Seu advogado alegou que já tinha agendado, no dia 21, para participar de processo judicial hoje, das 13h às 16h, perante o juízo da 171ª Zona Eleitoral de Almirante Tamandaré. A sessão especial havia sido agendada para começar hoje às 14h no plenário principal
A presidente Majorie Catherine Capdebosq (PP), no entanto, decidiu manter a reunião a partir das 14h, começando pelo rito estabelecido na legislação.
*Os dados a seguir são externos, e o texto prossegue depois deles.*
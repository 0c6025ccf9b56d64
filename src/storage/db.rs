//! Database persistence layer using Sled
//!
//! One tree per store; values are bincode, keys are the 32 hash bytes.

use serde::de::DeserializeOwned;
use serde::Serialize;
use sled::{Db, Tree};
use std::path::Path;

use super::stores::*;
use crate::consensus::{AcceptanceData, Block, GhostdagData};
use crate::crypto::Hash;

const TIP_KEY: &str = "tip_hash";

/// Sled-backed stores
#[derive(Debug, Clone)]
pub struct DbStores {
    db: Db,
    ghostdag_tree: Tree,
    trusted_ghostdag_tree: Tree,
    acceptance_tree: Tree,
    daa_score_tree: Tree,
    daa_added_tree: Tree,
    blocks_tree: Tree,
    metadata_tree: Tree,
}

impl DbStores {
    /// Open or create the database
    pub fn open<P: AsRef<Path>>(path: P) -> StoreResult<Self> {
        let db = sled::open(path)?;
        Ok(Self {
            ghostdag_tree: db.open_tree(GHOSTDAG_STORE)?,
            trusted_ghostdag_tree: db.open_tree(TRUSTED_GHOSTDAG_STORE)?,
            acceptance_tree: db.open_tree(ACCEPTANCE_STORE)?,
            daa_score_tree: db.open_tree(DAA_SCORE_STORE)?,
            daa_added_tree: db.open_tree(DAA_ADDED_STORE)?,
            blocks_tree: db.open_tree(BLOCK_STORE)?,
            metadata_tree: db.open_tree("metadata")?,
            db,
        })
    }

    pub fn flush(&self) -> StoreResult<()> {
        self.db.flush()?;
        Ok(())
    }
}

fn get<T: DeserializeOwned>(tree: &Tree, store: &'static str, hash: &Hash) -> StoreResult<T> {
    match tree.get(hash.0)? {
        Some(bytes) => Ok(bincode::deserialize(&bytes)?),
        None => Err(StoreError::not_found(store, hash)),
    }
}

fn put<T: Serialize>(tree: &Tree, hash: &Hash, value: &T) -> StoreResult<()> {
    let bytes = bincode::serialize(value)?;
    tree.insert(hash.0, bytes)?;
    Ok(())
}

impl TipStore for DbStores {
    fn tip(&self) -> StoreResult<Option<Hash>> {
        Ok(self.metadata_tree.get(TIP_KEY)?.and_then(|bytes| {
            let arr: [u8; 32] = bytes.as_ref().try_into().ok()?;
            Some(Hash(arr))
        }))
    }

    /// Flushes, so the tip never points past what is on disk
    fn set_tip(&self, tip: &Hash) -> StoreResult<()> {
        self.metadata_tree.insert(TIP_KEY, tip.0.as_ref())?;
        self.flush()
    }
}

impl GhostdagDataStore for DbStores {
    fn get_committed_ghostdag_data(&self, hash: &Hash, is_trusted: bool) -> StoreResult<GhostdagData> {
        if is_trusted {
            get(&self.trusted_ghostdag_tree, TRUSTED_GHOSTDAG_STORE, hash)
        } else {
            get(&self.ghostdag_tree, GHOSTDAG_STORE, hash)
        }
    }

    fn insert_ghostdag_data(&self, hash: Hash, data: GhostdagData, is_trusted: bool) -> StoreResult<()> {
        let tree = if is_trusted {
            &self.trusted_ghostdag_tree
        } else {
            &self.ghostdag_tree
        };
        put(tree, &hash, &data)
    }
}

impl AcceptanceDataStore for DbStores {
    fn get_committed_acceptance_data(&self, hash: &Hash) -> StoreResult<AcceptanceData> {
        get(&self.acceptance_tree, ACCEPTANCE_STORE, hash)
    }

    fn insert_acceptance_data(&self, hash: Hash, data: AcceptanceData) -> StoreResult<()> {
        put(&self.acceptance_tree, &hash, &data)
    }
}

impl DaaBlocksStore for DbStores {
    fn get_committed_daa_score(&self, hash: &Hash) -> StoreResult<u64> {
        get(&self.daa_score_tree, DAA_SCORE_STORE, hash)
    }

    fn get_committed_daa_added_blocks(&self, hash: &Hash) -> StoreResult<Vec<Hash>> {
        get(&self.daa_added_tree, DAA_ADDED_STORE, hash)
    }

    fn insert_daa_data(&self, hash: Hash, daa_score: u64, daa_added_blocks: Vec<Hash>) -> StoreResult<()> {
        put(&self.daa_score_tree, &hash, &daa_score)?;
        put(&self.daa_added_tree, &hash, &daa_added_blocks)
    }
}

impl BlockStore for DbStores {
    fn get_committed_block(&self, hash: &Hash) -> StoreResult<Block> {
        get(&self.blocks_tree, BLOCK_STORE, hash)
    }

    fn insert_block(&self, block: Block) -> StoreResult<()> {
        put(&self.blocks_tree, &block.hash(), &block)
    }
}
Todo o processo será lido a partir da abertura dos trabalhos, o que dará tempo para a defesa participar de forma virtual.
Informe da Câmara – Há alguns minutos a Câmara de Maringá divulgou que a sessão acontecerá no Plenário Ulisses Bruder e, em razão das obras no local, o limite de público será de até 100 pessoas. A transmissão ao vivo será feita pelo canal da Câmara no YouTube.
O relatório da CP analisou denúncia apresentada nos termos do artigo 5º, inciso II, do decreto-lei 201/1967, baseada em condenação por ato de improbidade administrativa, na modalidade de enriquecimento ilícito.
De acordo com o decreto-lei 201/67, artigo 5º, os vereadores, inclusive a própria parlamentar, poderão solicitar a leitura de peças do processo durante a sessão. Cada vereador terá até 15 minutos para manifestação verbal. Já a defesa da vereadora, realizada por ela mesma ou por seu procurador, contará com até duas horas para exposição oral.
As votações ocorrerão de forma nominal e individualizada para cada uma das acusações contidas na denúncia, que incluem: a) prática de ato de improbidade (art. 7º, I); b) falas ofensivas que podem configurar quebra de decoro parlamentar.
O quórum necessário para a cassação é de dois terços dos vereadores (16 votos). Caso alguma das acusações seja considerada procedente, será expedido decreto legislativo de cassação. Se não houver votos suficientes, o processo será arquivado. Em ambas as situações, o resultado final será comunicado pela presidência da Câmara à Justiça Eleitoral.